Lyrics: Rudy Delaprez/Adrien Pierin Music: Paul Muselet/Flavio Braho Les rues en feu et d'autres mondes m'ont éclairé les nuits et je chantais pour eux Moi je traine avec les voyous et j'écris des chansons sur le rythme des horloges pour rester en vie.
On parle en morse sur messagerie cryptée Et pour t'éteindre il faut juste un briquet On s'habille en noir tout est très codifié Pourquoi faire simple quand on peut compliqué Et depuis la touche tout le terrain est miné Derrière la cagoule, regard déterminé Rien à foutre des carrières, on explose les barrières Sous la même bannière y aura pas de marche arrière L'art et la manière dès que je sors de ma tanière Les accès de colère, de folie passagère Alors on fait la guerre depuis naguère Et je lève mon doigt à tous leurs canadairs
Encore un commerce disparu, des condés y en a dix par rue Les yeux écarquillés je reconnais pas mon quartier A 4 heure du mat' c'est pas du Cacolac qu'on écoule On gueule plus qu'on écoute On joue à celui qui s'écroule T'as mis la playlist, tracé sur le périph T'as taggué "Nique la police" sur tous les murs et tous les plexiglass ça sert à rien certes, mais tu les emmerdes tous Ouais tu baises tout, ça t'apaise de ne plus retenir tes coups 7 heures le réveil sonne, quotidien qui t'assomme Tu redeviens personne, l’intérim c'est la zone Dans les tunnels de Metropolis les voies s'additionnent Dans l'estomac les anxiolytiques dansent le Madison
Terre, fer, violence, béton Notre orchestre joue toujours à contretemps Terre, fer, violence, béton Les hiboux de la nuit, nous volons comme avant. Terre, fer, violence, béton Je connais la ville par cœur quand les lumières s'éteignent Terre, fer, violence, béton Les hiboux de la nuit, nous volons comme avant.
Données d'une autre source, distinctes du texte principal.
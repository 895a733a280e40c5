//! Clock panel — single top row with the Japanese date and wall-clock time.

use chrono::{Datelike, Timelike};
use ratatui::{
    layout::Rect,
    style::{Modifier, Style},
    text::{Line, Span},
    widgets::Paragraph,
    Frame,
};

use crate::{
    action::PanelId,
    app_state::BoardState,
    component::Component,
    theme::{style_secondary, C_CLOCK},
};

const WEEKDAYS: [&str; 7] = ["月", "火", "水", "木", "金", "土", "日"];

/// "2026/08/23(日)" — the ja-JP short-date form.
pub fn japanese_date(date: impl Datelike) -> String {
    format!(
        "{:04}/{:02}/{:02}({})",
        date.year(),
        date.month(),
        date.day(),
        WEEKDAYS[date.weekday().num_days_from_monday() as usize]
    )
}

pub fn clock_time(time: impl Timelike) -> String {
    format!(
        "{:02}:{:02}:{:02}",
        time.hour(),
        time.minute(),
        time.second()
    )
}

pub struct ClockPanel;

impl ClockPanel {
    pub fn new() -> Self {
        Self
    }
}

impl Component for ClockPanel {
    fn id(&self) -> PanelId {
        PanelId::Clock
    }

    fn draw(&mut self, frame: &mut Frame, area: Rect, state: &BoardState) {
        if area.height == 0 {
            return;
        }

        let date = Line::from(Span::styled(
            format!(" {}", japanese_date(state.now.date_naive())),
            style_secondary(),
        ));
        frame.render_widget(Paragraph::new(date), area);

        let time = Line::from(Span::styled(
            format!("{} ", clock_time(state.now.time())),
            Style::default().fg(C_CLOCK).add_modifier(Modifier::BOLD),
        ))
        .right_aligned();
        frame.render_widget(Paragraph::new(time), area);
    }
}

#[cfg(test)]
mod tests {
    use super::*;
    use chrono::{NaiveDate, NaiveTime};

    #[test]
    fn date_uses_japanese_weekday() {
        let sunday = NaiveDate::from_ymd_opt(2026, 8, 23).unwrap();
        assert_eq!(japanese_date(sunday), "2026/08/23(日)");
        let monday = NaiveDate::from_ymd_opt(2026, 8, 24).unwrap();
        assert_eq!(japanese_date(monday), "2026/08/24(月)");
    }

    #[test]
    fn time_is_zero_padded() {
        let t = NaiveTime::from_hms_opt(9, 5, 3).unwrap();
        assert_eq!(clock_time(t), "09:05:03");
    }
}
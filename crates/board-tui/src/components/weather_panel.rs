//! Weather panel — up to three forecast days side by side.
//!
//! The feed's weather image only renders on a graphical host; here the telop
//! text picks a glyph instead. Matching is first-hit in severity order, so
//! 「晴時々雨」 shows the rain glyph.

use ratatui::{
    layout::{Constraint, Direction, Layout, Rect},
    text::{Line, Span},
    widgets::Paragraph,
    Frame,
};

use board_proto::feeds::Forecast;

use crate::{
    action::PanelId,
    app_state::BoardState,
    component::Component,
    theme::{style_muted, style_title},
    widgets::panel_chrome::{body_style, panel_chrome},
};

const TELOP_GLYPHS: &[(&str, &str)] = &[
    ("雷", "⛈"),
    ("雪", "☃"),
    ("雨", "☂"),
    ("曇", "☁"),
    ("晴", "☀"),
];

/// Glyph for a telop string, or empty when nothing matches.
pub fn telop_glyph(telop: &str) -> &'static str {
    for (key, glyph) in TELOP_GLYPHS {
        if telop.contains(key) {
            return glyph;
        }
    }
    ""
}

pub struct WeatherPanel;

impl WeatherPanel {
    pub fn new() -> Self {
        Self
    }

    fn day_lines(day: &Forecast, state: &BoardState) -> Vec<Line<'static>> {
        let body = body_style(
            state.settings.paint(PanelId::Weather),
            &state.settings,
        );
        vec![
            Line::from(Span::styled(day.date_label.clone(), style_title())),
            Line::from(Span::styled(
                format!("{} {}", telop_glyph(&day.telop), day.telop),
                body,
            )),
            Line::from(Span::styled(
                format!("降水確率：{}", day.rain_label()),
                body,
            )),
            Line::from(Span::styled(format!("風：{}", day.wind_label()), body)),
        ]
    }
}

impl Component for WeatherPanel {
    fn id(&self) -> PanelId {
        PanelId::Weather
    }

    fn draw(&mut self, frame: &mut Frame, area: Rect, state: &BoardState) {
        let paint = state.settings.paint(PanelId::Weather);
        let block = panel_chrome(self.id().title(), paint, state.settings.border_preset);
        let inner = block.inner(area);
        frame.render_widget(block, area);
        if inner.height == 0 || inner.width == 0 {
            return;
        }

        if state.forecast_days.is_empty() {
            frame.render_widget(
                Paragraph::new(Line::from(Span::styled("取得中…", style_muted()))),
                inner,
            );
            return;
        }

        let columns = Layout::default()
            .direction(Direction::Horizontal)
            .constraints(
                state
                    .forecast_days
                    .iter()
                    .map(|_| Constraint::Ratio(1, state.forecast_days.len() as u32))
                    .collect::<Vec<_>>(),
            )
            .split(inner);

        for (day, column) in state.forecast_days.iter().zip(columns.iter()) {
            frame.render_widget(Paragraph::new(Self::day_lines(day, state)), *column);
        }
    }
}
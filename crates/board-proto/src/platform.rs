use std::path::PathBuf;

pub fn data_dir() -> PathBuf {
    // On macOS and Linux, use ~/.local/share/ekiban/ (XDG standard)
    // instead of macOS Application Support for consistency
    #[cfg(unix)]
    {
        dirs::home_dir()
            .unwrap_or_else(|| PathBuf::from("/tmp"))
            .join(".local")
            .join("share")
            .join("ekiban")
    }
    #[cfg(windows)]
    {
        dirs::data_local_dir()
            .unwrap_or_else(|| PathBuf::from("."))
            .join("ekiban")
    }
}

pub fn config_dir() -> PathBuf {
    // On Windows, check for a portable config.toml next to the executable first
    #[cfg(windows)]
    {
        if let Ok(exe_path) = std::env::current_exe() {
            if let Some(exe_dir) = exe_path.parent() {
                let portable_config = exe_dir.join("config.toml");
                if portable_config.exists() {
                    return exe_dir.to_path_buf();
                }
            }
        }
    }

    // On macOS and Linux, always use ~/.config/ekiban/
    // (avoid macOS Application Support folder for consistency)
    #[cfg(unix)]
    {
        dirs::home_dir()
            .unwrap_or_else(|| PathBuf::from("."))
            .join(".config")
            .join("ekiban")
    }

    #[cfg(windows)]
    {
        dirs::config_dir()
            .unwrap_or_else(|| PathBuf::from("."))
            .join("ekiban")
    }
}
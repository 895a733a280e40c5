//! Status panel — the service-status entry currently under the rotation
//! cursor, with its operator logo marker or registry badge in front.

use ratatui::{
    layout::Rect,
    style::{Modifier, Style},
    text::{Line, Span},
    widgets::{Paragraph, Wrap},
    Frame,
};

use board_proto::feeds::FETCH_ERROR_TEXT;

use crate::{
    action::PanelId,
    app_state::BoardState,
    component::Component,
    theme::{style_muted, C_ALERT},
    widgets::{
        line_badge::{badge_spans, logo_marker},
        panel_chrome::{body_style, panel_chrome},
    },
};

pub struct StatusPanel;

impl StatusPanel {
    pub fn new() -> Self {
        Self
    }
}

impl Component for StatusPanel {
    fn id(&self) -> PanelId {
        PanelId::Status
    }

    fn draw(&mut self, frame: &mut Frame, area: Rect, state: &BoardState) {
        let paint = state.settings.paint(PanelId::Status);
        let block = panel_chrome(self.id().title(), paint, state.settings.border_preset);
        let inner = block.inner(area);
        frame.render_widget(block, area);
        if inner.height == 0 {
            return;
        }

        let entry = state.current_status();
        let mut spans = if entry.logo.is_some() {
            vec![logo_marker()]
        } else {
            badge_spans(&entry.text)
        };
        let body = if entry.text == FETCH_ERROR_TEXT {
            Style::default().fg(C_ALERT).add_modifier(Modifier::BOLD)
        } else {
            body_style(paint, &state.settings)
        };
        spans.push(Span::styled(entry.text.clone(), body));

        let mut lines = vec![Line::from(spans)];
        if state.status_entries.len() > 1 {
            lines.push(Line::from(Span::styled(
                format!(
                    "{}/{}",
                    state.status_cursor % state.status_entries.len() + 1,
                    state.status_entries.len()
                ),
                style_muted(),
            )));
        }

        frame.render_widget(
            Paragraph::new(lines).wrap(Wrap { trim: false }),
            inner,
        );
    }
}

#[cfg(test)]
mod tests {
    use super::*;
    use board_proto::feeds::StatusEntry;
    use ratatui::{backend::TestBackend, Terminal};

    fn rendered(state: &BoardState) -> String {
        let backend = TestBackend::new(60, 6);
        let mut terminal = Terminal::new(backend).unwrap();
        let mut panel = StatusPanel::new();
        terminal
            .draw(|frame| panel.draw(frame, frame.area(), state))
            .unwrap();
        // Wide glyphs leave blank continuation cells behind them; drop all
        // spaces so `contains` can match Japanese strings.
        terminal
            .backend()
            .buffer()
            .content()
            .iter()
            .map(|cell| cell.symbol())
            .filter(|s| *s != " ")
            .collect()
    }

    #[test]
    fn failed_fetch_shows_the_error_entry() {
        let mut state = BoardState::new("ja".into());
        state.set_status_failed();
        let content = rendered(&state);
        assert!(content.contains("運行情報取得エラー"));
    }

    #[test]
    fn registry_badge_precedes_plain_entries() {
        let mut state = BoardState::new("ja".into());
        state.set_status(vec![StatusEntry {
            logo: None,
            text: "田園都市線で遅延が発生しています".into(),
        }]);
        let content = rendered(&state);
        assert!(content.contains("DT"));
        assert!(content.contains("田園都市線"));
    }

    #[test]
    fn api_logo_takes_over_from_the_registry() {
        let mut state = BoardState::new("ja".into());
        state.set_status(vec![StatusEntry {
            logo: Some("https://example.jp/tokyu.png".into()),
            text: "東横線は平常運転です".into(),
        }]);
        let content = rendered(&state);
        assert!(content.contains("◉"));
        assert!(!content.contains("TY"));
    }

    #[test]
    fn rotation_position_appears_only_with_multiple_entries() {
        let mut state = BoardState::new("ja".into());
        assert!(!rendered(&state).contains("1/1"));

        state.set_status(vec![
            StatusEntry::all_clear(),
            StatusEntry {
                logo: None,
                text: "目黒線 ダイヤ乱れ".into(),
            },
        ]);
        state.rotate_status();
        assert!(rendered(&state).contains("2/2"));
    }
}
mod action;
mod app;
mod app_state;
mod component;
mod components;
mod settings;
mod theme;
mod timers;
mod widgets;

#[tokio::main]
async fn main() -> anyhow::Result<()> {
    let data_dir = board_proto::platform::data_dir();
    std::fs::create_dir_all(&data_dir)?;

    let log_path = data_dir.join("ekiban.log");
    let log_file = std::fs::OpenOptions::new()
        .create(true)
        .append(true)
        .open(&log_path)?;

    // Allow RUST_LOG override; default to debug for app code but suppress noisy
    // connection-level DEBUG from HTTP client internals (hyper_util, reqwest).
    let log_filter = std::env::var("RUST_LOG")
        .unwrap_or_else(|_| "debug,hyper_util=warn,reqwest=warn,hyper=warn".to_string());
    tracing_subscriber::fmt()
        .with_writer(log_file)
        .with_env_filter(log_filter.as_str())
        .with_ansi(false)
        .init();

    // Print log path to stderr so the operator can tail it immediately.
    eprintln!("ekiban log: {}", log_path.display());

    tracing::info!("ekiban starting…");

    let config = match board_proto::config::Config::load() {
        Ok(config) => config,
        Err(err) => {
            tracing::warn!("config load failed, using defaults: {err:#}");
            board_proto::config::Config::default()
        }
    };

    let app = app::App::new(&config);
    app.run().await?;

    Ok(())
}
//! Shared data layer for the station information panel.
//!
//! Everything the display needs that is not rendering lives here: the wire
//! contracts for the four board feeds, their normalizers, the line-icon
//! registry, the HTTP feed client, and configuration.

pub mod client;
pub mod config;
pub mod feeds;
pub mod icons;
pub mod platform;
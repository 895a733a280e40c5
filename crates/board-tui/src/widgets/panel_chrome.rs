//! Standardized bordered panel with operator paint and border preset applied.

use ratatui::style::{Color, Style};
use ratatui::text::{Line, Span};
use ratatui::widgets::{Block, Borders};

use crate::settings::{BorderPreset, DisplaySettings, PanelPaint};
use crate::theme::{style_title, C_PANEL_BORDER, PAINT_BG, PAINT_FG};

pub fn paint_bg(paint: PanelPaint) -> Color {
    PAINT_BG[paint.bg % PAINT_BG.len()].1
}

pub fn paint_fg(paint: PanelPaint) -> Color {
    PAINT_FG[paint.fg % PAINT_FG.len()].1
}

/// Body text style for a panel: the operator's text paint plus the
/// font-scale modifier.
pub fn body_style(paint: PanelPaint, settings: &DisplaySettings) -> Style {
    Style::default()
        .fg(paint_fg(paint))
        .add_modifier(settings.text_modifier())
}

/// Renders a bordered panel block with the shared board look.
pub fn panel_chrome<'a>(title: &'a str, paint: PanelPaint, preset: BorderPreset) -> Block<'a> {
    Block::default()
        .borders(Borders::ALL)
        .border_type(preset.border_type())
        .border_style(Style::default().fg(C_PANEL_BORDER))
        .style(Style::default().bg(paint_bg(paint)))
        .title(Line::from(Span::styled(format!(" {} ", title), style_title())))
}

#[cfg(test)]
mod tests {
    use super::*;

    #[test]
    fn paint_indexes_wrap_instead_of_panicking() {
        let paint = PanelPaint {
            bg: PAINT_BG.len() + 1,
            fg: PAINT_FG.len() + 2,
        };
        assert_eq!(paint_bg(paint), PAINT_BG[1].1);
        assert_eq!(paint_fg(paint), PAINT_FG[2].1);
    }
}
Je suis la musique de la ville Le fer, le béton et la violence ont fabriqué mon archet noir Et j'écoute l'orchestre de la ville Le fer, le béton et la violence résonnent chaque nuit dans mon oreiller
Des milliers de versions de moi-même luttent chaque soir et encore des milliers d’autres se battent pour leur survie. Je suis les enfants qui ont appris la guerre trop tôt les enfants qu'on a laissés mourir de faim à Gaza.
De quelle guerre tu parles ? Toi qui subis tout au travail juste pour te faire arracher un samedi soir ? Tes amis font des saisons au service de touristes génocidaires et tes amies font le ménage aux airbnb pour leur survie.
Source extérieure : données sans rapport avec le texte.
//! Line badges — colored chips standing in for the image assets the icon
//! registry names.
//!
//! A graphical host draws the PNGs; in a terminal each asset becomes a short
//! line code on the operator's line color. Assets missing from this table
//! still render, as a neutral chip, so a registry addition can never blank a
//! label.

use ratatui::style::{Color, Modifier, Style};
use ratatui::text::Span;

use board_proto::icons;

use crate::theme::C_NETWORK_LOGO;

const CHIP_TEXT_LIGHT: Color = Color::Rgb(245, 245, 245);
const CHIP_TEXT_DARK: Color = Color::Rgb(20, 20, 20);

/// `(asset identifier, line code, chip color, dark text)` for every asset the
/// registry can resolve. Colors follow each operator's published line color.
const ASSET_CHIPS: &[(&str, &str, Color, bool)] = &[
    // 東急電鉄
    ("OM.png", "OM", Color::Rgb(0xF1, 0x8C, 0x43), false),
    ("OM_1.png", "OM", Color::Rgb(0x15, 0x6C, 0xB4), false),
    ("DT.png", "DT", Color::Rgb(0x00, 0xA0, 0x40), false),
    ("TY.png", "TY", Color::Rgb(0xDA, 0x04, 0x42), false),
    ("MG.png", "MG", Color::Rgb(0x00, 0x9C, 0xD2), false),
    ("IK.png", "IK", Color::Rgb(0xEE, 0x86, 0xA7), true),
    ("TM.png", "TM", Color::Rgb(0xAE, 0x03, 0x78), false),
    ("KD.png", "KD", Color::Rgb(0x00, 0x68, 0xB7), false),
    ("tokyu_bus.png", "バス", Color::Rgb(0xCC, 0x06, 0x33), false),
    // 東京メトロ
    ("icon_marunouchi.png", "M", Color::Rgb(0xF6, 0x2E, 0x36), false),
    ("icon_namboku.png", "N", Color::Rgb(0x00, 0xAC, 0x9B), false),
    ("icon_tozai.png", "T", Color::Rgb(0x00, 0x9B, 0xBF), false),
    ("icon_yurakucho.png", "Y", Color::Rgb(0xC1, 0xA4, 0x70), true),
    ("icon_chiyoda.png", "C", Color::Rgb(0x00, 0xBB, 0x85), false),
    ("icon_fukutoshin.png", "F", Color::Rgb(0x9C, 0x5E, 0x31), false),
    ("icon_ginza.png", "G", Color::Rgb(0xFF, 0x95, 0x00), true),
    ("icon_hanzomon.png", "Z", Color::Rgb(0x8F, 0x76, 0xD6), false),
    ("icon_hibiya.png", "H", Color::Rgb(0xB5, 0xB5, 0xAC), true),
    // 都営地下鉄・都電
    ("Toei_Asakusa_line_symbol.svg.png", "A", Color::Rgb(0xEC, 0x6E, 0x65), false),
    ("Toei_Mita_line_symbol.svg.png", "I", Color::Rgb(0x00, 0x6A, 0xB8), false),
    ("Toei_Shinjuku_line_symbol.svg.png", "S", Color::Rgb(0xB0, 0xC1, 0x24), true),
    ("Toei_Oedo_line_symbol.svg.png", "E", Color::Rgb(0xE8, 0x52, 0x98), false),
    ("Toei_Arakawa_line_symbol.svg.png", "SA", Color::Rgb(0xEF, 0x54, 0x5C), false),
    // 横浜市営地下鉄
    ("icon_green.png", "G", Color::Rgb(0x00, 0xA6, 0x50), false),
    ("icon_blue.png", "B", Color::Rgb(0x00, 0x68, 0xB7), false),
    // その他
    ("icon_rinkai.png", "R", Color::Rgb(0x00, 0x41, 0x8E), false),
    ("icon_tx.png", "TX", Color::Rgb(0x1D, 0x20, 0x88), false),
    ("icon_tama.png", "TT", Color::Rgb(0xFF, 0x7D, 0x15), true),
];

fn chip_for_asset(asset: &str) -> Span<'static> {
    for (file, code, color, dark_text) in ASSET_CHIPS {
        if *file == asset {
            let fg = if *dark_text {
                CHIP_TEXT_DARK
            } else {
                CHIP_TEXT_LIGHT
            };
            return Span::styled(
                format!(" {} ", code),
                Style::default()
                    .fg(fg)
                    .bg(*color)
                    .add_modifier(Modifier::BOLD),
            );
        }
    }
    Span::styled(
        " ■ ",
        Style::default().fg(CHIP_TEXT_LIGHT).bg(Color::Rgb(70, 74, 90)),
    )
}

/// Chips for every asset the registry resolves from `label`, each followed
/// by a single separating space. Unknown labels produce nothing.
pub fn badge_spans(label: &str) -> Vec<Span<'static>> {
    let mut spans = Vec::new();
    for asset in icons::resolve(label) {
        spans.push(chip_for_asset(asset));
        spans.push(Span::raw(" "));
    }
    spans
}

/// Marker shown when a status entry carries its own operator logo. The image
/// itself only renders on a graphical host.
pub fn logo_marker() -> Span<'static> {
    Span::styled(
        "◉ ",
        Style::default()
            .fg(C_NETWORK_LOGO)
            .add_modifier(Modifier::BOLD),
    )
}
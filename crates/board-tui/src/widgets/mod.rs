//! Reusable drawing primitives shared by the panels.

pub mod keys_bar;
pub mod line_badge;
pub mod panel_chrome;
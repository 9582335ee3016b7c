use std::{
    fs::File,
    io::{Read, Stdin, Stdout, Write},
    path::Path,
};

#[derive(Debug)]
pub enum ProgramInput {
    File(File),
    Stdin(Stdin),
}

impl ProgramInput {
    pub fn open<P: AsRef<Path>>(path: P) -> std::io::Result<Self> {
        let path = path.as_ref();

        if path.to_str() == Some("-") {
            Ok(Self::Stdin(std::io::stdin()))
        } else {
            let file = File::options().read(true).open(path)?;
            Ok(Self::File(file))
        }
    }

    pub fn read_all(mut self) -> std::io::Result<Vec<u8>> {
        let mut buf = Vec::new();
        self.read_to_end(&mut buf)?;
        Ok(buf)
    }
}

impl Read for ProgramInput {
    fn read(&mut self, buf: &mut [u8]) -> std::io::Result<usize> {
        match self {
            ProgramInput::File(r) => r.read(buf),
            ProgramInput::Stdin(r) => r.read(buf),
        }
    }
}

#[derive(Debug)]
pub enum ProgramOutput {
    File(File),
    Stdout(Stdout),
}

impl ProgramOutput {
    pub fn open<P: AsRef<Path>>(path: P) -> std::io::Result<Self> {
        let path = path.as_ref();

        if path.to_str() == Some("-") {
            Ok(Self::Stdout(std::io::stdout()))
        } else {
            let file = File::options()
                .write(true)
                .create(true)
                .truncate(true)
                .open(path)?;
            Ok(Self::File(file))
        }
    }
}

impl Write for ProgramOutput {
    fn write(&mut self, buf: &[u8]) -> std::io::Result<usize> {
        match self {
            ProgramOutput::File(w) => w.write(buf),
            ProgramOutput::Stdout(w) => w.write(buf),
        }
    }

    fn flush(&mut self) -> std::io::Result<()> {
        match self {
            ProgramOutput::File(w) => w.flush(),
            ProgramOutput::Stdout(w) => w.flush(),
        }
    }
}
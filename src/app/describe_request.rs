use std::io::Write;

use crate::request::Request;

use super::{arg::DescribeRequestCommand, io::ProgramOutput};

pub fn describe_request(args: &DescribeRequestCommand) -> anyhow::Result<()> {
    let headers = crate::header::parse_headers(&args.headers)?;
    let request = Request::new(args.method.as_str(), args.url.as_str(), headers)?;

    let description = crate::request::format_request_description(&request)?;

    let mut output = ProgramOutput::open(&args.output)?;
    output.write_all(description.as_bytes())?;
    output.flush()?;

    Ok(())
}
Tu as vécu la crise (économique) à tes dix ans le confinement à tes vingt ans l'angoisse de ne pas avoir à payer son loyer Je sais pourquoi on lutte et qui sont les victimes et je ne dors plus je chante les nuits dans Athènes
Terre, fer, violence, béton Notre orchestre joue toujours à contretemps Terre, fer, violence, béton Les hiboux de la nuit, nous volons comme avant. Terre, fer, violence, béton Je connais la ville par cœur quand les lumières s'éteignent Terre, fer, violence, béton Les hiboux de la nuit, nous volons comme avant.